By Elizabeth Morgan
There are more than 2,000 species of fleas around us. Out of these, the most common one is the cat flea, Ctenocephalides felis. The cat adult fleas, unlike many other fleas, remain on the host. Though it exists worldwide, it is most commonly found in the United States. Cat fleas are commonly found on both cats and dogs.
In order to reproduce, cat fleas needs fresh blood. They lay eggs at the rate of one egg per hour. Their life cycle consists of four stages of metamorphosis, namely egg, larval, pupa and adult. Depending on external environmental factors like temperature and humidity, this cycle lasts 30 to 75 days. The most common problem occurring due to flea bites is flea allergy dermatitis, the severity of which depends upon the sensitivity of the host. Pet owners in the United States spend millions of dollars each year on flea allergy remedies. Cat fleas often carry infection too, and are feared to be capable of carrying plague and typhus. They also serve as the intermediate host to the dog tapeworm, an intestinal parasite, which gets transmitted to the pest when the flea carrying the tapeworm cyst is ingested.
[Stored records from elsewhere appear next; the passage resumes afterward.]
//! Interface boundary to the backing object store and mutation overlay.
//!
//! The store owns everything this crate treats as opaque: how tree and
//! blob data is fetched, how local mutations are journaled, and how
//! object identifiers map to any of that. Dispatchers call through this
//! trait and never look behind it. Implementations synchronize their own
//! mutable state; dispatchers share one instance across all in-flight
//! requests.

use std::sync::Arc;

use async_trait::async_trait;

use crate::dispatch::{AttrPatch, DispatchError, FsStats, ObjectAttr, ObjectId, ReaddirPage};

/// The operations a mount needs from its store, one per canonical
/// dispatcher operation. Failures use the dispatcher taxonomy directly so
/// no translation layer sits between store and dispatcher.
#[async_trait]
pub trait BackingStore: Send + Sync {
    /// The object id of the working copy root directory.
    fn root(&self) -> ObjectId;

    async fn lookup(&self, dir: ObjectId, name: &[u8]) -> Result<ObjectAttr, DispatchError>;

    async fn getattr(&self, id: ObjectId) -> Result<ObjectAttr, DispatchError>;

    async fn setattr(&self, id: ObjectId, patch: AttrPatch) -> Result<ObjectAttr, DispatchError>;

    async fn read(
        &self,
        id: ObjectId,
        offset: u64,
        count: u32,
    ) -> Result<(Vec<u8>, bool), DispatchError>;

    async fn write(
        &self,
        id: ObjectId,
        offset: u64,
        data: &[u8],
    ) -> Result<(u32, ObjectAttr), DispatchError>;

    async fn create(
        &self,
        dir: ObjectId,
        name: &[u8],
        patch: AttrPatch,
    ) -> Result<ObjectAttr, DispatchError>;

    async fn mkdir(
        &self,
        dir: ObjectId,
        name: &[u8],
        patch: AttrPatch,
    ) -> Result<ObjectAttr, DispatchError>;

    async fn symlink(
        &self,
        dir: ObjectId,
        name: &[u8],
        target: &[u8],
    ) -> Result<ObjectAttr, DispatchError>;

    async fn readlink(&self, id: ObjectId) -> Result<Vec<u8>, DispatchError>;

    async fn unlink(&self, dir: ObjectId, name: &[u8]) -> Result<(), DispatchError>;

    async fn rmdir(&self, dir: ObjectId, name: &[u8]) -> Result<(), DispatchError>;

    async fn rename(
        &self,
        from_dir: ObjectId,
        from_name: &[u8],
        to_dir: ObjectId,
        to_name: &[u8],
    ) -> Result<(), DispatchError>;

    async fn link(
        &self,
        id: ObjectId,
        dir: ObjectId,
        name: &[u8],
    ) -> Result<ObjectAttr, DispatchError>;

    async fn readdir(
        &self,
        dir: ObjectId,
        start: u64,
        max: usize,
    ) -> Result<ReaddirPage, DispatchError>;

    async fn fsync(&self, id: ObjectId) -> Result<(), DispatchError>;

    async fn statfs(&self, id: ObjectId) -> Result<FsStats, DispatchError>;
}

/// Shared handle to a store, as the factory passes it to dispatchers.
pub type SharedStore = Arc<dyn BackingStore>;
The only possible way to detect fleas is to observe the behavior of your pets. Early detection of the fleas enables you to control them and minimize the suffering that can be caused to you and your pets by allergies or more serious infections transmitted by them. The most important way to control the breeding of fleas is to take proper care of sanitation of your indoor and outdoor premises. Ensuring proper care of pets by washing and shampooing them regularly is also another important factor. There are varieties of shampoos available in the market for pets, which contain pesticides, and are helpful in eradication of fleas.
Only by being conscious of cleanliness can we rid ourselves of the annoyance and hazards spread by cat fleas: by preventing them from breeding in and around our homes and pets.